Heather Jones, audit manager for the Office of Audit and Performance, gave a detailed presentation on on-site cash-count reviews and common findings, while Caitlin Edwards, performance manager, described the office's data-literacy training and related initiatives.
Why it matters: Cash-handling controls affect financial accuracy and fraud risk across many city and county locations. The audit office's reviews and resulting management action plans aim to reduce errors, improve segregation of duties and update written procedures (SOPs). Performance training aims to build staff capacity to use data for decisions and to standardize processes through Lean tools.
Cash counts and internal controls: Jones said the city-county internal control policy was developed to satisfy State Board of Accounts regulations and is organized around 17 key principles. Cash-count work ties directly to principle 10, which covers payroll, disbursement, receipt, cash and credit-card activities. The audit team uses seven objectives to test compliance, conducts physical cash counts, verifies stamps and other controls, and reconciles counted cash to system-generated reports and deposit records.
Common findings: Jones said the most frequent problems are minor recording errors (often human transcription mistakes), delayed deposits and segregation-of-duties gaps driven by limited staffing, and outdated standard operating procedures. She said many agencies have adopted second-review procedures and updated SOPs after audits.
Sampling and coverage: Jones said the office planned nine cash-count reviews for the year and will likely complete six by year end because of staffing constraints; the audit office breaks reviews down by location (for example, multiple Parks locations) and expects to revisit locations on a approximately three-year rotation. Jones estimated the enterprise has "40 or 50" locations and about eight to 10 agencies that still accept cash, and said the selection process considers last-review date and perceived risk.
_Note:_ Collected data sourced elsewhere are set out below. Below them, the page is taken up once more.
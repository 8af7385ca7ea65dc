use serde::{Deserialize, Serialize};

use crate::bounds::Bounds;
use crate::error::CoreError;

/// Parameters for a [`Simulation`](crate::Simulation).
///
/// Every field has a serde default so a partial JSON file (or `{}`) loads.
/// Call [`validate`](Self::validate) before use; `Simulation::new` does.
#[derive(Debug, Clone, PartialEq, Serialize, Deserialize)]
pub struct SimulationConfig {
    /// Region of the plane the histograms cover (the visible window).
    #[serde(default)]
    pub view_bounds: Bounds,
    /// Histogram resolution, which is also the output image size.
    #[serde(default = "default_bins")]
    pub bins_x: usize,
    #[serde(default = "default_bins")]
    pub bins_y: usize,

    /// Region the seed grid is laid over.
    #[serde(default)]
    pub seed_bounds: Bounds,
    /// Seed grid resolution. Defaults to four seeds per histogram bin.
    #[serde(default = "default_seed_points")]
    pub seed_points_x: usize,
    #[serde(default = "default_seed_points")]
    pub seed_points_y: usize,

    /// Ticks the Preliminary stage runs before switching to Final.
    #[serde(default = "default_max_iterations")]
    pub max_iterations_preliminary: u64,
    /// Ticks the Final stage runs before the simulation halts.
    #[serde(default = "default_max_iterations")]
    pub max_iterations_final: u64,

    /// A redraw is requested once more than this many ticks have passed.
    #[serde(default = "default_redraw_every")]
    pub redraw_every: u64,
    /// Delay between ticks, consumed by the tick driver.
    #[serde(default)]
    pub interval_ms: u64,
}

fn default_bins() -> usize {
    400
}
fn default_seed_points() -> usize {
    4 * default_bins()
}
fn default_max_iterations() -> u64 {
    100
}
fn default_redraw_every() -> u64 {
    10
}

impl Default for SimulationConfig {
    fn default() -> Self {
        Self {
            view_bounds: Bounds::default(),
            bins_x: default_bins(),
            bins_y: default_bins(),
            seed_bounds: Bounds::default(),
            seed_points_x: default_seed_points(),
            seed_points_y: default_seed_points(),
            max_iterations_preliminary: default_max_iterations(),
            max_iterations_final: default_max_iterations(),
            redraw_every: default_redraw_every(),
            interval_ms: 0,
        }
    }
}

impl SimulationConfig {
    /// A config whose histogram is `bins_x × bins_y` and whose seed grid is
    /// four times denser in each direction.
    pub fn with_canvas(bins_x: usize, bins_y: usize) -> Self {
        Self {
            bins_x,
            bins_y,
            seed_points_x: 4 * bins_x,
            seed_points_y: 4 * bins_y,
            ..Self::default()
        }
    }

    pub fn validate(&self) -> crate::Result<()> {
        self.view_bounds.validate()?;
        self.seed_bounds.validate()?;
        if self.bins_x == 0 || self.bins_y == 0 {
            return Err(CoreError::InvalidBins {
                bins_x: self.bins_x,
                bins_y: self.bins_y,
            });
        }
        if self.seed_points_x == 0 || self.seed_points_y == 0 {
            return Err(CoreError::InvalidResolution {
                n_x: self.seed_points_x,
                n_y: self.seed_points_y,
            });
        }
        Ok(())
    }
}
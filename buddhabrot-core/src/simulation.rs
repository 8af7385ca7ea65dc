use tracing::{debug, info};

use crate::config::SimulationConfig;
use crate::field::PointField;
use crate::histogram::Histogram2D;

// ---------------------------------------------------------------------------
// Stage and tick outcome
// ---------------------------------------------------------------------------

/// The two phases of a run. Transitions only go Preliminary → Final;
/// [`Simulation::reset`] is the only way back.
#[derive(Debug, Clone, Copy, PartialEq, Eq)]
pub enum Stage {
    /// Iterating the full seed grid to discover which seeds diverge.
    Preliminary,
    /// Re-running only the divergent seeds to record their trajectories.
    Final,
}

impl Stage {
    pub fn label(self) -> &'static str {
        match self {
            Self::Preliminary => "Preliminary",
            Self::Final => "Final",
        }
    }
}

impl std::fmt::Display for Stage {
    fn fmt(&self, f: &mut std::fmt::Formatter<'_>) -> std::fmt::Result {
        f.write_str(self.label())
    }
}

/// Why a run stopped.
#[derive(Debug, Clone, Copy, PartialEq, Eq)]
pub enum HaltReason {
    /// [`Simulation::stop`] was called.
    Stopped,
    /// The Final stage ran past `max_iterations_final`.
    Completed,
}

/// What a single call to [`Simulation::tick`] did.
#[derive(Debug, Clone, Copy, PartialEq, Eq)]
pub enum TickOutcome {
    /// The simulation is not running; nothing happened.
    Idle,
    /// The run ended at the top of this tick. No points were advanced.
    Halted(HaltReason),
    /// Every point advanced one step and the histograms were updated.
    Advanced {
        stage: Stage,
        iteration: u64,
        /// The redraw cadence elapsed; the caller should render a snapshot.
        redraw: bool,
    },
}

/// Progress information for a status display.
#[derive(Debug, Clone, Copy, PartialEq, Eq)]
pub struct Progress {
    pub stage: Stage,
    pub iteration: u64,
    pub points: usize,
}

// ---------------------------------------------------------------------------
// Snapshot
// ---------------------------------------------------------------------------

/// An owned, normalized copy of the three histograms.
///
/// Taking a snapshot ends the borrow of the simulation, so a renderer can
/// work on it while ticking continues.
#[derive(Debug, Clone, PartialEq)]
pub struct Snapshot {
    pub width: usize,
    pub height: usize,
    pub stage: Stage,
    pub iteration: u64,
    /// Bounded set of the current Preliminary tick, by seed origin.
    pub mandelbrot_set: Vec<f64>,
    /// Cumulative Preliminary trajectory density.
    pub all_trajectories: Vec<f64>,
    /// Cumulative Final-stage trajectory density of divergent seeds.
    pub diverged_trajectories: Vec<f64>,
}

// ---------------------------------------------------------------------------
// Simulation
// ---------------------------------------------------------------------------

/// Two-stage Buddhabrot accumulator driven by an external tick source.
///
/// The embedder calls [`start`](Self::start) and then [`tick`](Self::tick)
/// repeatedly (from a timer, a frame callback, or a plain loop) until it
/// returns [`TickOutcome::Halted`].
#[derive(Debug, Clone)]
pub struct Simulation {
    config: SimulationConfig,
    stage: Stage,
    iterations: u64,
    ticks_since_redraw: u64,
    field: PointField,
    mandelbrot_set: Histogram2D,
    all_trajectories: Histogram2D,
    diverged_trajectories: Histogram2D,
    running: bool,
    stop_requested: bool,
}

impl Simulation {
    pub fn new(config: SimulationConfig) -> crate::Result<Self> {
        config.validate()?;

        let histogram =
            || Histogram2D::new(config.view_bounds, config.bins_x, config.bins_y);
        let mandelbrot_set = histogram()?;
        let all_trajectories = histogram()?;
        let diverged_trajectories = histogram()?;
        let field = PointField::new(
            config.seed_bounds,
            config.seed_points_x,
            config.seed_points_y,
        )?;

        info!(
            bins_x = config.bins_x,
            bins_y = config.bins_y,
            points = field.len(),
            view = %config.view_bounds,
            seeds = %config.seed_bounds,
            "Simulation created"
        );

        Ok(Self {
            config,
            stage: Stage::Preliminary,
            iterations: 0,
            ticks_since_redraw: 0,
            field,
            mandelbrot_set,
            all_trajectories,
            diverged_trajectories,
            running: false,
            stop_requested: false,
        })
    }

    // -- Accessors --

    pub fn config(&self) -> &SimulationConfig {
        &self.config
    }

    pub fn stage(&self) -> Stage {
        self.stage
    }

    /// Ticks run in the current stage.
    pub fn iterations(&self) -> u64 {
        self.iterations
    }

    pub fn field(&self) -> &PointField {
        &self.field
    }

    pub fn mandelbrot_set(&self) -> &Histogram2D {
        &self.mandelbrot_set
    }

    pub fn all_trajectories(&self) -> &Histogram2D {
        &self.all_trajectories
    }

    pub fn diverged_trajectories(&self) -> &Histogram2D {
        &self.diverged_trajectories
    }

    pub fn is_running(&self) -> bool {
        self.running
    }

    pub fn progress(&self) -> Progress {
        Progress {
            stage: self.stage,
            iteration: self.iterations,
            points: self.field.len(),
        }
    }

    // -- Runtime settings --

    /// Change both stage thresholds. Takes effect at the next tick.
    pub fn set_thresholds(&mut self, preliminary: u64, final_stage: u64) {
        self.config.max_iterations_preliminary = preliminary;
        self.config.max_iterations_final = final_stage;
        debug!(preliminary, final_stage, "Thresholds updated");
    }

    pub fn set_redraw_every(&mut self, ticks: u64) {
        self.config.redraw_every = ticks;
    }

    pub fn set_interval_ms(&mut self, interval_ms: u64) {
        self.config.interval_ms = interval_ms;
    }

    // -- Controls --

    /// Begin (or continue) ticking. No-op if already running.
    pub fn start(&mut self) {
        if !self.running {
            self.running = true;
            info!(stage = %self.stage, iteration = self.iterations, "Simulation started");
        }
    }

    /// Ask the run to halt at the top of the next tick. No-op unless running.
    pub fn stop(&mut self) {
        if self.running {
            self.stop_requested = true;
        }
    }

    /// Stop, clear every histogram, and rebuild the full seed grid.
    pub fn reset(&mut self) {
        self.running = false;
        self.stop_requested = false;
        self.iterations = 0;
        self.ticks_since_redraw = 0;
        self.field.regenerate();
        self.mandelbrot_set.clear();
        self.all_trajectories.clear();
        self.diverged_trajectories.clear();
        self.stage = Stage::Preliminary;
        info!(points = self.field.len(), "Simulation reset");
    }

    /// Keep only the seeds that diverged, as fresh orbits, and switch to
    /// [`Stage::Final`]. No-op if already in the Final stage.
    pub fn enter_final_stage(&mut self) {
        if self.stage == Stage::Final {
            return;
        }
        self.field.retain_diverged();
        self.iterations = 0;
        self.stage = Stage::Final;
        info!(points = self.field.len(), "Entering final stage");
    }

    // -- Tick --

    /// Run one step of the state machine.
    pub fn tick(&mut self) -> TickOutcome {
        if !self.running {
            return TickOutcome::Idle;
        }

        let completed =
            self.stage == Stage::Final && self.iterations > self.config.max_iterations_final;
        if self.stop_requested || completed {
            let reason = if self.stop_requested {
                HaltReason::Stopped
            } else {
                HaltReason::Completed
            };
            self.running = false;
            self.stop_requested = false;
            info!(?reason, stage = %self.stage, iteration = self.iterations, "Simulation halted");
            return TickOutcome::Halted(reason);
        }

        if self.stage == Stage::Preliminary
            && self.iterations > self.config.max_iterations_preliminary
        {
            self.enter_final_stage();
        }

        self.field.advance_all();
        self.iterations += 1;
        self.ticks_since_redraw += 1;

        match self.stage {
            Stage::Preliminary => self.update_histograms_preliminary(),
            Stage::Final => self.update_histograms_final(),
        }

        let redraw = self.ticks_since_redraw > self.config.redraw_every;
        if redraw {
            self.ticks_since_redraw = 0;
        }

        TickOutcome::Advanced {
            stage: self.stage,
            iteration: self.iterations,
            redraw,
        }
    }

    /// `mandelbrot_set` shows only the current bounded set, so it is rebuilt
    /// every tick; `all_trajectories` keeps accumulating.
    fn update_histograms_preliminary(&mut self) {
        self.mandelbrot_set.clear();
        for point in self.field.bounded() {
            let origin = point.origin();
            let position = point.position();
            self.mandelbrot_set.fill(origin.re, origin.im);
            self.all_trajectories.fill(position.re, position.im);
        }
    }

    /// Escaped orbits stop contributing once past the escape radius.
    fn update_histograms_final(&mut self) {
        for point in self.field.bounded() {
            let position = point.position();
            self.diverged_trajectories.fill(position.re, position.im);
        }
    }

    /// Normalize all three histograms into an owned [`Snapshot`].
    pub fn snapshot(&self) -> Snapshot {
        let (width, height) = self.mandelbrot_set.bins();
        Snapshot {
            width,
            height,
            stage: self.stage,
            iteration: self.iterations,
            mandelbrot_set: self.mandelbrot_set.normalized(),
            all_trajectories: self.all_trajectories.normalized(),
            diverged_trajectories: self.diverged_trajectories.normalized(),
        }
    }
}
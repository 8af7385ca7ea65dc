use crate::bounds::Bounds;
use crate::error::CoreError;

/// A fixed-resolution 2D grid of visit counts over a rectangle of the plane.
///
/// Counts are stored row-major: bin `(i, j)` lives at `j * bins_x + i`, and
/// row `j = 0` corresponds to `y_min`. Renderers index pixels the same way.
#[derive(Debug, Clone, PartialEq)]
pub struct Histogram2D {
    bounds: Bounds,
    bins_x: usize,
    bins_y: usize,
    counts: Vec<u64>,
}

impl Histogram2D {
    pub fn new(bounds: Bounds, bins_x: usize, bins_y: usize) -> crate::Result<Self> {
        bounds.validate()?;
        let invalid = || CoreError::InvalidBins { bins_x, bins_y };
        if bins_x == 0 || bins_y == 0 {
            return Err(invalid());
        }
        let len = bins_x.checked_mul(bins_y).ok_or_else(invalid)?;
        let mut counts = Vec::new();
        counts.try_reserve_exact(len).map_err(|_| invalid())?;
        counts.resize(len, 0);
        Ok(Self {
            bounds,
            bins_x,
            bins_y,
            counts,
        })
    }

    #[inline]
    pub fn bounds(&self) -> &Bounds {
        &self.bounds
    }

    /// Resolution as `(bins_x, bins_y)`.
    #[inline]
    pub fn bins(&self) -> (usize, usize) {
        (self.bins_x, self.bins_y)
    }

    #[inline]
    pub fn counts(&self) -> &[u64] {
        &self.counts
    }

    /// Zero every bin. Bounds and resolution are unchanged.
    pub fn clear(&mut self) {
        self.counts.fill(0);
    }

    /// Flattened bin index for `(x, y)`, or `None` outside the domain.
    ///
    /// The domain is inclusive, so `x == x_max` lands in the last column
    /// rather than one past it.
    #[inline]
    pub fn bin_index(&self, x: f64, y: f64) -> Option<usize> {
        if !self.bounds.contains(x, y) {
            return None;
        }
        let b = &self.bounds;
        let i = (self.bins_x as f64 * (x - b.x_min) / b.width()).floor() as usize;
        let j = (self.bins_y as f64 * (y - b.y_min) / b.height()).floor() as usize;
        let i = i.min(self.bins_x - 1);
        let j = j.min(self.bins_y - 1);
        Some(j * self.bins_x + i)
    }

    /// Count one visit at `(x, y)`. Out-of-domain coordinates are dropped.
    #[inline]
    pub fn fill(&mut self, x: f64, y: f64) {
        if let Some(index) = self.bin_index(x, y) {
            self.counts[index] += 1;
        }
    }

    pub fn max_count(&self) -> u64 {
        self.counts.iter().copied().max().unwrap_or(0)
    }

    pub fn total(&self) -> u64 {
        self.counts.iter().sum()
    }

    /// Each bin divided by the largest bin, in `[0, 1]`.
    ///
    /// An empty histogram normalizes to all zeros.
    pub fn normalized(&self) -> Vec<f64> {
        let max = self.max_count();
        if max == 0 {
            return vec![0.0; self.counts.len()];
        }
        let max = max as f64;
        self.counts.iter().map(|&c| c as f64 / max).collect()
    }

    /// Add the counts of a same-shaped histogram into this one.
    ///
    /// Lets parallel workers fill private partial histograms and combine
    /// them afterwards; accumulation is commutative so order is irrelevant.
    pub fn merge(&mut self, other: &Histogram2D) -> crate::Result<()> {
        if self.bins() != other.bins() || self.bounds != other.bounds {
            return Err(CoreError::ShapeMismatch {
                left_x: self.bins_x,
                left_y: self.bins_y,
                right_x: other.bins_x,
                right_y: other.bins_y,
            });
        }
        for (dst, src) in self.counts.iter_mut().zip(&other.counts) {
            *dst += src;
        }
        Ok(())
    }
}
Deposit threshold and payment channels: The committee discussed state rules that allow agencies to delay bank deposits until receipts reach a $500 threshold; audit testing accounts for that rule when assessing timeliness. Jones and other staff noted that treasurer operations involve larger dollar volumes and that credit-card and online payments have daily reconciliation processes in place; the audit office said it has not historically included card reconciliation in cash-count testing but may add reviews in the future.
Performance training and data work: Caitlin Edwards summarized the IndiePerforms course, a data-literacy program in which participants must create a visualization as part of completion. In 2025 the office had 46 participants across 17 agencies. Edwards said departments such as Public Works have been heavy users of the training (more than 30 participants and nearly 500 training hours over the life of the program). The performance team added ISA's data-classification training to the curriculum and held office hours for prior participants.
New offerings and AI pilot: Edwards said the office launched a self-guided Lean continuous-improvement course that engaged 96 people in 2025 and is developing a change-management training slated for 2026. Edwards and Director Jones described internal participation in ISA's Copilot cohort as exploratory: staff have used an internal Copilot model for project-management tasks (for example, generating Gantt charts) and are assessing where AI might support workflow without compromising data privacy.
What the office will do next: The audit team will continue cash-count reviews and update the annual entity risk assessment to emphasize qualitative input from agency leaders. The performance team will refresh training content, prepare the Jan. 29, 2026 IndiePerforms symposium featuring participant dashboards and finalize the change-management offering.
Quote: "Our cash counts are designed to answer seven objectives and determine if the agency we're reviewing is in compliance," Heather Jones said. "When we find issues, we work with the agency to develop management action plans."